For more than three decades, at least one million people have depended on the old Gwalaida well to fetch water for their basic needs that include drinking, washing, and cooking in Kunci Local Government in Kano State, Northwest Nigeria.
But advancing Sahara desert, induced by climate change, has made sourcing for water a struggle for survival in the local government area.
“You can see. It’s the same water we and our animals drink from,” a villager in his 60s, told journalists in a video.
“It’s so impure that drinking it causes rashes,” he said. But that’s the only water they can give to their children. “Our donkeys, camels and, if you can stay longer I’m sure you’ll find our dogs drinking from this water.”
Often, the villagers travel long distances on a motorcycle for three hours or sometimes trek through sharp sand for hours to fetch some murky water full of impurities from the only well serving 50 villages.
Efforts by them to make their elected representatives provide clean and potable water have yielded no results.
“We reached the states and local governments officials several times but nothing was done as you can see,” a youth who spoke to a local media lamented.
He called on non-governmental and charity organisations to help in drilling a borehole that will ease their difficulties.
A large number of children are also missing schools while they assist their parents in search of water. At some places, they spend a whole night before they get a gallon of water and the process is repeated another day.
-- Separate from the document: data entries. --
use std::path::PathBuf;
use std::process::ExitCode;

use anyhow::{Context, Result};
use clap::Parser;
use secrecy::{ExposeSecret, SecretString};

use git_promote::cli::PromotionOrchestrator;
use git_promote::config;
use git_promote::credentials::CredentialChain;
use git_promote::domain::{PromotionOutcome, PromotionRequest, ReleaseKind};
use git_promote::git::Git2Repository;
use git_promote::github::GitHubClient;
use git_promote::{logging, ui};

#[derive(clap::Parser)]
#[command(
    name = "git-promote",
    version,
    about = "Promote a branch to the next deployment stage and draft its release"
)]
struct Args {
    #[arg(help = "Stage to release, as named in release_map")]
    stage: String,

    #[arg(
        short,
        long,
        value_enum,
        help = "Version component to bump [default: prerelease]"
    )]
    release: Option<ReleaseKind>,

    #[arg(short, long, help = "Discard commits that only exist on the destination")]
    force: bool,

    #[arg(long, value_name = "PATH", help = "Also write the release notes to this file")]
    release_notes: Option<PathBuf>,

    #[arg(short, long, help = "Compute notes and version without pushing or releasing")]
    dry_run: bool,

    #[arg(short, long, default_value = ".", help = "Local checkout to operate on")]
    path: PathBuf,

    #[arg(short, long, help = "Custom configuration file path")]
    config: Option<PathBuf>,

    #[arg(short, long, action = clap::ArgAction::Count, help = "Increase log verbosity")]
    verbose: u8,
}

fn main() -> ExitCode {
    let args = Args::parse();
    logging::init_logging(args.verbose);

    match run(args) {
        Ok(outcome) => {
            tracing::debug!(?outcome, "promotion finished");
            ExitCode::SUCCESS
        }
        Err(e) => {
            ui::display_error(&format!("{:#}", e));
            ExitCode::FAILURE
        }
    }
}

fn run(args: Args) -> Result<PromotionOutcome> {
    let checkout = args.path;
    let config = config::load_config(args.config.as_deref(), &checkout)
        .context("Failed to load release configuration")?;

    let release_notes = args.release_notes.map(|notes| {
        if notes.is_relative() {
            checkout.join(notes)
        } else {
            notes
        }
    });
    let request = PromotionRequest {
        release: args.release,
        force: args.force,
        dry_run: args.dry_run,
        release_notes,
        ..PromotionRequest::new(args.stage)
    };

    let token = CredentialChain::from_config(&config.credentials, &checkout).resolve()?;
    let repo = Git2Repository::open(&checkout)
        .with_context(|| format!("Failed to open git repository at {}", checkout.display()))?
        .with_token(SecretString::from(token.expose_secret().to_string()));
    let api = GitHubClient::new(config.api_url.clone(), token)?;

    let outcome = PromotionOrchestrator::new(&config, &repo, &api).run(&request)?;
    Ok(outcome)
}
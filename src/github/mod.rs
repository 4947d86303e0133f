//! Release records in the hosting service.
//!
//! - [client::GitHubClient]: GitHub REST API over blocking `reqwest`
//! - [mock::MockReleaseApi]: In-memory release list for tests

pub mod client;
pub mod mock;

pub use client::GitHubClient;
pub use mock::MockReleaseApi;

use serde::{Deserialize, Serialize};

use crate::domain::{ReleaseId, ReleaseRecord};
use crate::error::Result;

/// A release as listed by the hosting service
#[derive(Debug, Clone, PartialEq, Deserialize)]
pub struct RemoteRelease {
    pub tag_name: String,
    #[serde(default)]
    pub prerelease: bool,
    #[serde(default)]
    pub draft: bool,
    #[serde(default)]
    pub target_commitish: String,
}

impl RemoteRelease {
    pub fn tagged(tag_name: impl Into<String>) -> Self {
        RemoteRelease {
            tag_name: tag_name.into(),
            prerelease: false,
            draft: false,
            target_commitish: String::new(),
        }
    }
}

/// JSON body of a release creation request
#[derive(Debug, Clone, PartialEq, Serialize)]
pub struct CreateReleaseRequest {
    pub tag_name: String,
    pub name: String,
    pub prerelease: bool,
    pub draft: bool,
    pub target_commitish: String,
    pub body: String,
}

impl From<&ReleaseRecord> for CreateReleaseRequest {
    fn from(record: &ReleaseRecord) -> Self {
        CreateReleaseRequest {
            tag_name: record.tag.to_string(),
            name: record.name.clone(),
            prerelease: record.prerelease,
            draft: record.draft,
            target_commitish: record.target.clone(),
            body: record.body.clone(),
        }
    }
}

/// Release operations of the hosting service.
pub trait ReleaseApi {
    /// Every release of `repository` (`owner/name`), drafts included.
    fn list_releases(&self, repository: &str) -> Result<Vec<RemoteRelease>>;

    /// Create a release; a non-2xx answer is [crate::error::PromoteError::PublishError].
    fn create_release(&self, repository: &str, record: &ReleaseRecord) -> Result<ReleaseId>;
}

#[cfg(test)]
mod tests {
    use super::*;
    use crate::domain::Version;

    #[test]
    fn test_create_request_body() {
        let record = ReleaseRecord::draft(
            "prod",
            Version::parse("1.2.0").unwrap(),
            "- ship it",
            false,
        );
        let body = serde_json::to_value(CreateReleaseRequest::from(&record)).unwrap();

        assert_eq!(
            body,
            serde_json::json!({
                "tag_name": "1.2.0",
                "name": "prod 1.2.0",
                "prerelease": false,
                "draft": true,
                "target_commitish": "prod",
                "body": "- ship it",
            })
        );
    }

    #[test]
    fn test_remote_release_ignores_extra_fields() {
        let listed: Vec<RemoteRelease> = serde_json::from_str(
            r#"[{"id": 1, "tag_name": "1.1.0-rc.1", "prerelease": true, "draft": false,
                 "target_commitish": "staging", "author": {"login": "ci"}},
                {"tag_name": "1.0.0"}]"#,
        )
        .unwrap();

        assert_eq!(listed.len(), 2);
        assert_eq!(listed[0].tag_name, "1.1.0-rc.1");
        assert!(listed[0].prerelease);
        assert_eq!(listed[1], RemoteRelease::tagged("1.0.0"));
    }
}
//! Pre-release label handling for semantic versioning
//!
//! Release candidates are labelled `rc.N`. Precedence between labels follows
//! semver.org (https://semver.org/#spec-item-11) via [`semver::Prerelease`].

use std::sync::OnceLock;

use regex::Regex;
use semver::Prerelease;

use crate::error::{PromoteError, Result};

/// Identifier used for release candidate labels
pub const CANDIDATE_TOKEN: &str = "rc";

fn trailing_number() -> &'static Regex {
    static RE: OnceLock<Regex> = OnceLock::new();
    RE.get_or_init(|| Regex::new(r"(\d+)(\D*)$").expect("static regex"))
}

/// The first release candidate label, `rc.0`.
pub fn first_candidate() -> Prerelease {
    Prerelease::new(&format!("{}.0", CANDIDATE_TOKEN)).expect("static prerelease label")
}

/// Whether a label marks a release candidate (`rc`, `rc.3`, `rc1`, ...).
pub fn is_candidate(pre: &Prerelease) -> bool {
    !pre.is_empty() && pre.as_str().starts_with(CANDIDATE_TOKEN)
}

/// Increment the last number in a label.
///
/// `rc.0` -> `rc.1`, `rc1` -> `rc2`. A label without any digits gets `.0`
/// appended (`rc` -> `rc.0`), which still sorts after the original. An empty
/// label becomes the first candidate.
pub fn increment(pre: &Prerelease) -> Result<Prerelease> {
    if pre.is_empty() {
        return Ok(first_candidate());
    }

    let label = pre.as_str();
    let next = match trailing_number().captures(label) {
        Some(captures) => {
            let digits = &captures[1];
            let number: u64 = digits.parse().map_err(|_| {
                PromoteError::malformed_tag(label, "pre-release counter is out of range")
            })?;
            let next = number.checked_add(1).ok_or_else(|| {
                PromoteError::malformed_tag(label, "pre-release counter is out of range")
            })?;
            let start = captures.get(1).map_or(0, |m| m.start());
            format!("{}{}{}", &label[..start], next, &captures[2])
        }
        None => format!("{}.0", label),
    };

    Prerelease::new(&next).map_err(|e| PromoteError::malformed_tag(next.clone(), e.to_string()))
}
According to UNICEF, nearly one-third of Nigerian children lack access to drinking water. A large number of children live in places with high or extreme water vulnerability.
Poor sanitation and hygiene leads to high rates of diseases like diarrhoea, pneumonia, trachoma, and worm-related illnesses, with diarrhoea being the second-largest direct cause of child mortality
A video taken in Karofin-Yashi of Rimin Gado Local Government Area of Kano State, shows a mother giving her child contaminated water to drink; from the same riverside she put her legs in.
About 100,000 children are said to be dying annually of water-related diseases. Most of these children are from rural areas where politicians only visit during election campaign period.
“The world’s water crisis is not coming — it is here, and children are its biggest victims,” said Peter Hawkins, UNICEF’s representative in Nigeria.
He added that “When floods hit, children fall ill from waterborne illnesses. And when water is not available in Nigerian communities, children cannot wash their hands to fight off diseases.”
The Effect of Climate Change
Research has shown that rainfall in Nigeria has decreased by 92 mm and the temperature increased by 0.8 degrees since 1960. Northwestern Nigeria is the worst hit.
From the 1970s, the Northwestern region has experienced frequent droughts as a result of climate change, and the Sahara has steadily advanced into it, causing the desertification of an estimated 351,000 hectares of land annually.
Research conducted last year has shown how the sharp climate change is affecting lakes and other water sources causing water stress in villages and towns.
Observers have associated water challenges with insecurity in northern Nigeria, mostly in the Northwest where farmers-herders clashes persist.
Climate change is increasing the risk of violent conflicts through clashes over resources, and boosting the recruiting appeal of non-state armed groups and other criminal gangs.
Despite these challenges, Nigeria was ranked 12th country least ready to deal with the impacts of climate change. A prediction has shown that weather patterns will continue to become more volatile and more severe.
Improve Water Management, Confront Climate Change – NGO
The Society for the Promotion of People’s Right, a nonprofit operating in Nigeria, urged all tiers of government and relevant stakeholders to improve on water management to curb the menace of climate change.
Williams Osaze, president of the organisation, in an interview with the News Agency of Nigeria (NAN), urged the government and relevant stakeholders to put more efforts into ensuring that Nigerians have access to clean water and a conducive environment.
He associated the erratic rainfall and the eventual water stress to climate change and added that water management is getting difficult because of population growth thereby causing difficulties in accessing clean water.
“As climate change makes rainfall more erratic and increases the risks of floods and droughts, investing in better water management and infrastructure is becoming even more important,” Osaze said.
“The impact of climate change on people’s water supplies is being overlooked. Unless urgent action is taken to help the communities adjust to changing weather patterns.”
“These investments can strengthen economies. When targeted at the poorest people, they offer a triple surplus, alleviating poverty, supporting jobs and growth, and reducing vulnerability to climate change.”
Access to clean water and a healthy environment, he emphasised would help communities cope with climate change and recover quickly from related extreme weather.
He added that water is a fundamental human right and an essential step towards improving living standards.